Stored data =

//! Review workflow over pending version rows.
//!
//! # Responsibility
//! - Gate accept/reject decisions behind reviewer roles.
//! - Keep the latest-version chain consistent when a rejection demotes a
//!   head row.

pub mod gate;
---
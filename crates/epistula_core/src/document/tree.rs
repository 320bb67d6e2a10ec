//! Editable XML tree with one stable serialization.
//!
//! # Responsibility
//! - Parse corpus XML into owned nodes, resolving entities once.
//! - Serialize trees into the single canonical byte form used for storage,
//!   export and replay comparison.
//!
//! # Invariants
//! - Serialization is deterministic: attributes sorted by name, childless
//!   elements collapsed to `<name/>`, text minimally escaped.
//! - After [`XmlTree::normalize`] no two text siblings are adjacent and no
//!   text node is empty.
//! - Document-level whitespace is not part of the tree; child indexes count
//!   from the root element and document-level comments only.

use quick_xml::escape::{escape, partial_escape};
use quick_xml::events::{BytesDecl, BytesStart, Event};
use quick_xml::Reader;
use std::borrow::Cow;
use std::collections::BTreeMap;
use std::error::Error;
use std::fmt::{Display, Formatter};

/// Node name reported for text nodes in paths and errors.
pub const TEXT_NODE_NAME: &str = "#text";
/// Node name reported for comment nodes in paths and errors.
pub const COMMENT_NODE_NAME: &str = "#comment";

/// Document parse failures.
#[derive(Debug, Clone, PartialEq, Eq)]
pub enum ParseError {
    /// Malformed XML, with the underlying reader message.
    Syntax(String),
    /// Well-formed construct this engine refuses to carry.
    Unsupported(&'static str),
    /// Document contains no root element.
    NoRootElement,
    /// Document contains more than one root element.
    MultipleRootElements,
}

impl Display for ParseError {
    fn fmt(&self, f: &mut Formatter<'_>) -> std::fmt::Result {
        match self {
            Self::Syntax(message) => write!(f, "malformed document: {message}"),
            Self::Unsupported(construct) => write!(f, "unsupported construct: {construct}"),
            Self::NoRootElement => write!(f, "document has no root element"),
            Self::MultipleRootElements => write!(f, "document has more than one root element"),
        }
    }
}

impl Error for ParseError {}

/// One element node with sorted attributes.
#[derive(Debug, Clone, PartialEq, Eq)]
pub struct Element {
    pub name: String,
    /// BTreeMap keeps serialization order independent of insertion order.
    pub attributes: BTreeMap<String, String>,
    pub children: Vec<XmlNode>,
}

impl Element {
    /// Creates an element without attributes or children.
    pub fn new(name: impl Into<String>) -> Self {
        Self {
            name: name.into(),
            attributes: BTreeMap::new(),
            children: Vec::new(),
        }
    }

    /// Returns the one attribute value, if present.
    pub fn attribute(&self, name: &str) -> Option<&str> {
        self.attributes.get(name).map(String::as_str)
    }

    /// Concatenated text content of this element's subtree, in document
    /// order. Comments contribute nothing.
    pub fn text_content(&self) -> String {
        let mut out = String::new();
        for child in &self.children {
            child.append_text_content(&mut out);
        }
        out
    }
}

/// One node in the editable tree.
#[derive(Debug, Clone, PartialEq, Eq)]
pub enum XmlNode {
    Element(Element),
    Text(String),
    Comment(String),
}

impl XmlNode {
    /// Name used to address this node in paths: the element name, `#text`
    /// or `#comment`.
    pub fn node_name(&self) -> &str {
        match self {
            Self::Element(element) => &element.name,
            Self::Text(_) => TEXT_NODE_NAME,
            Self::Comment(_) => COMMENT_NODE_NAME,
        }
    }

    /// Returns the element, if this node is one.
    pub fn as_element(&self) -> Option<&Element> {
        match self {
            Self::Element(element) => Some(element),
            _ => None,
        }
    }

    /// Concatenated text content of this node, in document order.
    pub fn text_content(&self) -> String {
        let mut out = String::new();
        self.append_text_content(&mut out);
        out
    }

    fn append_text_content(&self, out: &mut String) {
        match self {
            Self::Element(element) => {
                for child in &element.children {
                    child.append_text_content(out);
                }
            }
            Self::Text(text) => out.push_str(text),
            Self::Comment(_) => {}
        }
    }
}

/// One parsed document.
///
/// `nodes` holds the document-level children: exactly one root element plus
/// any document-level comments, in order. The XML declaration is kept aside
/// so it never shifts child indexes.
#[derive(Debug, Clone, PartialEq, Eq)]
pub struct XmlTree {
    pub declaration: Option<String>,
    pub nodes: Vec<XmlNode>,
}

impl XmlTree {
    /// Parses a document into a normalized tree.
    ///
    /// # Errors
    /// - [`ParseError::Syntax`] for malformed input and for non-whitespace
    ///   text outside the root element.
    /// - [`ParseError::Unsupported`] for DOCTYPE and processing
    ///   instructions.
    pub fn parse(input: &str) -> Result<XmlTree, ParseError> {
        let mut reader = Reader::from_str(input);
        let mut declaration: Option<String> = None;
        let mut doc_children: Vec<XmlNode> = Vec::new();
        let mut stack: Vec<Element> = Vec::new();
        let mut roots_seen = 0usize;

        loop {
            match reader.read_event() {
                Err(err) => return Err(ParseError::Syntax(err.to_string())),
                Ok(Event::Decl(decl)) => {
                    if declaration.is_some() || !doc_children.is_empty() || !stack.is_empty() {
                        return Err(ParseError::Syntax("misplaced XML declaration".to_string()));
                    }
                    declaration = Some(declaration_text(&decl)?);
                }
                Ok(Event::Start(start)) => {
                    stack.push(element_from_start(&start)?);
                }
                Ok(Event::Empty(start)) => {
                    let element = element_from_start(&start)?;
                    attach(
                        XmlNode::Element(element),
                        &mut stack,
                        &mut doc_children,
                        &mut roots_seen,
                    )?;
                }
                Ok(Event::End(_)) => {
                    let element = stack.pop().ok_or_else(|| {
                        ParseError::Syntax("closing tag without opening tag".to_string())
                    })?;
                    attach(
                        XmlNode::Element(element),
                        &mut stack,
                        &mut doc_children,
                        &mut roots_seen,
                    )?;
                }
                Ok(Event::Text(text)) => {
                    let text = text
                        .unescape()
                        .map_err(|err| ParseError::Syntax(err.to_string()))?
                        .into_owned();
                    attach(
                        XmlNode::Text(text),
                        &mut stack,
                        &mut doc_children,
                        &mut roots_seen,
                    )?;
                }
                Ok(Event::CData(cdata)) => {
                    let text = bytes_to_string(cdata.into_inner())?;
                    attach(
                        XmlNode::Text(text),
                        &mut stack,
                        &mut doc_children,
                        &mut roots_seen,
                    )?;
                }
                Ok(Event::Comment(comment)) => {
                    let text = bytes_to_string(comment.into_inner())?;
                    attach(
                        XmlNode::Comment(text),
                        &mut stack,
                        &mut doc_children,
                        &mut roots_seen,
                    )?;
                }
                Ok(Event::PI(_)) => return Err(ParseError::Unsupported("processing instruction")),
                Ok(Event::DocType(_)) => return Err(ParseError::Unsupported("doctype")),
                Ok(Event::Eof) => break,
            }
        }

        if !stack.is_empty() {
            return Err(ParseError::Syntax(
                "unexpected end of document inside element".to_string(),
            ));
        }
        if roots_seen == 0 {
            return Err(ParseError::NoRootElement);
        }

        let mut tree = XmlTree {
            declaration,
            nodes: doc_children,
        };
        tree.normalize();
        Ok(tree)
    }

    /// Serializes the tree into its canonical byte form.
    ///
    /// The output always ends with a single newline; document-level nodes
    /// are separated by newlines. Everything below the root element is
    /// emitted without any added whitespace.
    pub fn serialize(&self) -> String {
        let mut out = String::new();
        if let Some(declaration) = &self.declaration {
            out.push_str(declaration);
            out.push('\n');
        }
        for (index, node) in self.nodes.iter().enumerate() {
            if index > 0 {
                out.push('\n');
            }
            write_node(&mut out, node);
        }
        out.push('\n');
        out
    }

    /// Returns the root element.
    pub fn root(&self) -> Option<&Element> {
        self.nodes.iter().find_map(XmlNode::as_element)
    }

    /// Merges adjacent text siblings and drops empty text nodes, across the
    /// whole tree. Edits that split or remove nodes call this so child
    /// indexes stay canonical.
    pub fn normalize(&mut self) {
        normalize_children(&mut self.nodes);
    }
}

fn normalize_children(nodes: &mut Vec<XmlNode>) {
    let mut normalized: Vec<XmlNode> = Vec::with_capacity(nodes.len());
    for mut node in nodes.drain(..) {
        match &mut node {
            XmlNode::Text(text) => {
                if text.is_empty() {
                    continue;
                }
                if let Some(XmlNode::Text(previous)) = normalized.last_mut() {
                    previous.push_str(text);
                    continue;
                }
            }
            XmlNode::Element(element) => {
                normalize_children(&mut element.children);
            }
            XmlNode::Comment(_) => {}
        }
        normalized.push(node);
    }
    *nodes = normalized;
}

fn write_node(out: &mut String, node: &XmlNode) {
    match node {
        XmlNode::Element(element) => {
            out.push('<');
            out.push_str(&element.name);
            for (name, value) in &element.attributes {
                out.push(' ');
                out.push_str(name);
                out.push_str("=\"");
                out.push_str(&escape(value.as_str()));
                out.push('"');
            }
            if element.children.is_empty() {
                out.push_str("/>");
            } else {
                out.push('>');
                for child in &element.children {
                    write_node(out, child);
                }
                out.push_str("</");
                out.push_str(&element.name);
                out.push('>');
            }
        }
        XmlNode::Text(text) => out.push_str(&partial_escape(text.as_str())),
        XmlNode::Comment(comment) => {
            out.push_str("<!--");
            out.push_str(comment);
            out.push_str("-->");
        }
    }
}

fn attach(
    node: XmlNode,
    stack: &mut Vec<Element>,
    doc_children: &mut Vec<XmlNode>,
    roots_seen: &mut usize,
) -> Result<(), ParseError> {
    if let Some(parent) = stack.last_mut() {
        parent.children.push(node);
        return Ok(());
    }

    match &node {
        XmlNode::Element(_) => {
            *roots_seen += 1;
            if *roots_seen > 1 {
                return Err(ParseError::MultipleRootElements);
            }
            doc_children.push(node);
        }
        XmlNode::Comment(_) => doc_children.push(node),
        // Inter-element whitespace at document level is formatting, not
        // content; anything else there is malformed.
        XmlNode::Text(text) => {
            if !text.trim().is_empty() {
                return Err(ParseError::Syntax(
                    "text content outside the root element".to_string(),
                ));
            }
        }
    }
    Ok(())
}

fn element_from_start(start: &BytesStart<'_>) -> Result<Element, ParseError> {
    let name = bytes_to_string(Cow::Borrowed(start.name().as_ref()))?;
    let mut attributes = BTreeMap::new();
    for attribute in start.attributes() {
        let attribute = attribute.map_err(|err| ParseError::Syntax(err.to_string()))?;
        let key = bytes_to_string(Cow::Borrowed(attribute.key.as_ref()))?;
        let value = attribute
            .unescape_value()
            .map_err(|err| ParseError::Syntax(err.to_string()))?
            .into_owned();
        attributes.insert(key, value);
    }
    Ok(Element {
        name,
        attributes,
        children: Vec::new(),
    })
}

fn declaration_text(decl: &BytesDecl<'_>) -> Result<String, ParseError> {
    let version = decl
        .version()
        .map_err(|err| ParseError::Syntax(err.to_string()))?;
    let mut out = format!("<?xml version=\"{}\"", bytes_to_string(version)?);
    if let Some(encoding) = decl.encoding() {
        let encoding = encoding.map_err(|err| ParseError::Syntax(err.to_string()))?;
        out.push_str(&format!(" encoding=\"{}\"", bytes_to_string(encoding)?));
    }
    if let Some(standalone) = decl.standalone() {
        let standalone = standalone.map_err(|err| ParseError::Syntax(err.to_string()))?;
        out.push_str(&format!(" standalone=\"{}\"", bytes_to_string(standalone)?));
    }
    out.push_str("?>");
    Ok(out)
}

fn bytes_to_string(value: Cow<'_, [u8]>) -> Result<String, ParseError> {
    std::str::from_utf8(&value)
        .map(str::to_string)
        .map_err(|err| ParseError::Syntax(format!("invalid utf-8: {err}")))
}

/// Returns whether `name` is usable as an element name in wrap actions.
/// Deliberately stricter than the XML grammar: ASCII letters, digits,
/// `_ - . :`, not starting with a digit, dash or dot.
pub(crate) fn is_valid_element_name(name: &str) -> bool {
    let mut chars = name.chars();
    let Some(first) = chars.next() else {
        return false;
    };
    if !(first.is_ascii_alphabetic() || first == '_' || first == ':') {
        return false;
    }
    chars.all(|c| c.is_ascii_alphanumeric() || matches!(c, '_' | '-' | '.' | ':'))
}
==
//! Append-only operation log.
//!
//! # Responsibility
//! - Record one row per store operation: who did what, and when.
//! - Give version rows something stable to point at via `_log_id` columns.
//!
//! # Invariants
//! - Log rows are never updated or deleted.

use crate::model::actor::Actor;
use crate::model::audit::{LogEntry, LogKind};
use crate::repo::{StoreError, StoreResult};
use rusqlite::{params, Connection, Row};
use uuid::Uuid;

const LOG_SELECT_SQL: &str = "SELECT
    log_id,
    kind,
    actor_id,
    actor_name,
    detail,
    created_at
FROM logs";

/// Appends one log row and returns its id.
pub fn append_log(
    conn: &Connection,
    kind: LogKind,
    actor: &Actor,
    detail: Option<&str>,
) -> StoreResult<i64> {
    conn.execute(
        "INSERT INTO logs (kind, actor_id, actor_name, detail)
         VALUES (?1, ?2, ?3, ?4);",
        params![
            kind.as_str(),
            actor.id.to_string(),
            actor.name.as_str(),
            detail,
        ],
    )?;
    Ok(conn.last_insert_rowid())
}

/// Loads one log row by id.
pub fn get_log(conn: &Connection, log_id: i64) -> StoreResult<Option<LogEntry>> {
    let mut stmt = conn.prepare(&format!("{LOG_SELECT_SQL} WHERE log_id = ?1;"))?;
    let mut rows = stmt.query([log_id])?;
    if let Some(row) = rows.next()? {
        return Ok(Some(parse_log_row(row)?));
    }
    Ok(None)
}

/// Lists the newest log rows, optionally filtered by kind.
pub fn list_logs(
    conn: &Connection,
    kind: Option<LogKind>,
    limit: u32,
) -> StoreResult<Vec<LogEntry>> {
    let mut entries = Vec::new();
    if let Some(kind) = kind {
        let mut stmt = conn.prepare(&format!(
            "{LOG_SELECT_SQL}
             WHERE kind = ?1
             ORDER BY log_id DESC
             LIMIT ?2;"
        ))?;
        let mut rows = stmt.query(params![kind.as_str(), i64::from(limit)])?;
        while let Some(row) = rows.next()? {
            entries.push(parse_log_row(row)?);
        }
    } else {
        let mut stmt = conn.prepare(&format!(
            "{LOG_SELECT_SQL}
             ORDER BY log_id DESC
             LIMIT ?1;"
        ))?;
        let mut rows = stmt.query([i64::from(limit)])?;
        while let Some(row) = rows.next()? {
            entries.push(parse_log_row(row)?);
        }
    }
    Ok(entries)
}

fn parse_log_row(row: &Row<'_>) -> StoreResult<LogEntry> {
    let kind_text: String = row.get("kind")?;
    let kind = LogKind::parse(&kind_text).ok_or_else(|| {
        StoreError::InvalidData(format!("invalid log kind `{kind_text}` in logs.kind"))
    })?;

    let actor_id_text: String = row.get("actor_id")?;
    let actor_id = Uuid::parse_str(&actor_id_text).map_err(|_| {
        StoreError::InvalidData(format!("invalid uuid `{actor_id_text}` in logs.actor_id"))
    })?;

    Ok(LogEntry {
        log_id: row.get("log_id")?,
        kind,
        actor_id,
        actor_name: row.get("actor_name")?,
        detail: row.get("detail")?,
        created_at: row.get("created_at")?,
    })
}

YOUR OBJECTIVE =
The answer must be every line from the records above that contains the word "MultipleRootElements", copied in full.

WRITTEN REPLY =
    MultipleRootElements,
            Self::MultipleRootElements => write!(f, "document has more than one root element"),
                return Err(ParseError::MultipleRootElements);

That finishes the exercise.